Üniversiteler kapalı olduğu için çocuğu şimdi il dışında değil. Asıl o zaman zorlanacaklarını söylüyor: “İstediğini alamıyorsun, istediğini giyemiyorsun, yiyemiyorsun. Çünkü her şey pahalı. Bir doğal gaz faturası bile insanın bütçesini sarsacak. Çocuk Kadıköy’e gidiyor gezmeye, 100 lira harçlık vermen lazım. Yarın üniversiteler açıldığında çocuğum il dışına gittiğinde iyice zorlanacağız.”
Etrafında kendisinden daha kötü durumda birçok insanın olduğunu anlatıyor: “Çevremde geçinemeyen çok insan var. Mesela günlük temizliğe gidiyor, bir günlük ihtiyacını gideriyor, sonraki gün bir şey yapamıyor. Ve sürekli veresiye üzerinden kurtarmak zorunda kalıyorlar. Evi olmayan, kirada oturan insan 2 bin 324 lirayla nasıl geçinebilir? Asgari ücretin net en az 4 bin lira olması gerekiyor. Vergi de alınmaması gerekiyor. Zaten ödediğimiz faturalardan aldığımız her türlü malzemeye kadar her şeyden vergi alıyorlar. Bu yetmiyor bir de maaştan kesiyorlar. Milletvekilleri, bakanlar, Cumhurbaşkanı maaşlarından vazgeçsinler. Gitsinler zenginlerden vergi alsınlar. Açıkçası biz biraz koyun gibiyiz, korkularımızı da aşamadığımız sürece bu böyle devam edecek.”

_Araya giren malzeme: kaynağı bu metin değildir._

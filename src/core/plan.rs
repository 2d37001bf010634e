//! 路由计划与阶段图
//!
//! 每个 Plan 对应一个固定的阶段列表：同一阶段内的 Agent 并行执行，后一阶段依赖的阶段全部结束后才开始（join）。

use serde::{Deserialize, Serialize};

use crate::agents::AgentKind;

/// 分类得到的路由计划
#[derive(Debug, Clone, Copy, PartialEq, Eq, Hash, Serialize, Deserialize)]
pub enum Plan {
    MonitoringOnly,
    RecommendationOnly,
    KnowledgeOnly,
    /// Monitoring 与 Knowledge 并行，二者都结束后 Recommendation 以其输出为输入
    MonitoringThenRecommendation,
    /// 请求含义不明，只返回澄清提示
    Clarify,
}

/// 执行阶段
#[derive(Debug, Clone, PartialEq, Eq)]
pub struct Stage {
    pub agents: Vec<AgentKind>,
    /// 依赖的前序阶段下标
    pub depends_on: Vec<usize>,
}

impl Stage {
    fn root(agents: Vec<AgentKind>) -> Self {
        Self {
            agents,
            depends_on: Vec::new(),
        }
    }
}

impl Plan {
    pub fn as_str(&self) -> &'static str {
        match self {
            Plan::MonitoringOnly => "MonitoringOnly",
            Plan::RecommendationOnly => "RecommendationOnly",
            Plan::KnowledgeOnly => "KnowledgeOnly",
            Plan::MonitoringThenRecommendation => "MonitoringThenRecommendation",
            Plan::Clarify => "Clarify",
        }
    }

    pub fn parse(s: &str) -> Option<Plan> {
        [
            Plan::MonitoringOnly,
            Plan::RecommendationOnly,
            Plan::KnowledgeOnly,
            Plan::MonitoringThenRecommendation,
            Plan::Clarify,
        ]
        .into_iter()
        .find(|p| p.as_str() == s)
    }

    pub fn stages(&self) -> Vec<Stage> {
        match self {
            Plan::MonitoringOnly => vec![Stage::root(vec![AgentKind::HealthMonitoring])],
            Plan::RecommendationOnly => vec![Stage::root(vec![AgentKind::Recommendation])],
            Plan::KnowledgeOnly => vec![Stage::root(vec![AgentKind::MedicalKnowledge])],
            Plan::MonitoringThenRecommendation => vec![
                Stage::root(vec![AgentKind::HealthMonitoring, AgentKind::MedicalKnowledge]),
                Stage {
                    agents: vec![AgentKind::Recommendation],
                    depends_on: vec![0],
                },
            ],
            Plan::Clarify => vec![Stage::root(vec![AgentKind::Coordinator])],
        }
    }

    /// 是否调用专家 Agent
    pub fn invokes_specialists(&self) -> bool {
        !matches!(self, Plan::Clarify)
    }
}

Peki İşçi A’nın kopanlar diye tarif ettiği... Nedir bunun nedeni? Başta belirttiğimiz hayat okulu İşçi B. için de geçerli: “Hep aynı kişinin gelmesi, halka bir faydaları olmaması nedeniyle artık oy vermiyorum. İş hayatına girmeden önce iyi bir lider olduğunu düşünerek oy veriyordum ama iş hayatına girdikten sonra haksızlıkların olduğunu gördüm. Küçük esnafa da işçiye de faydaları yok.”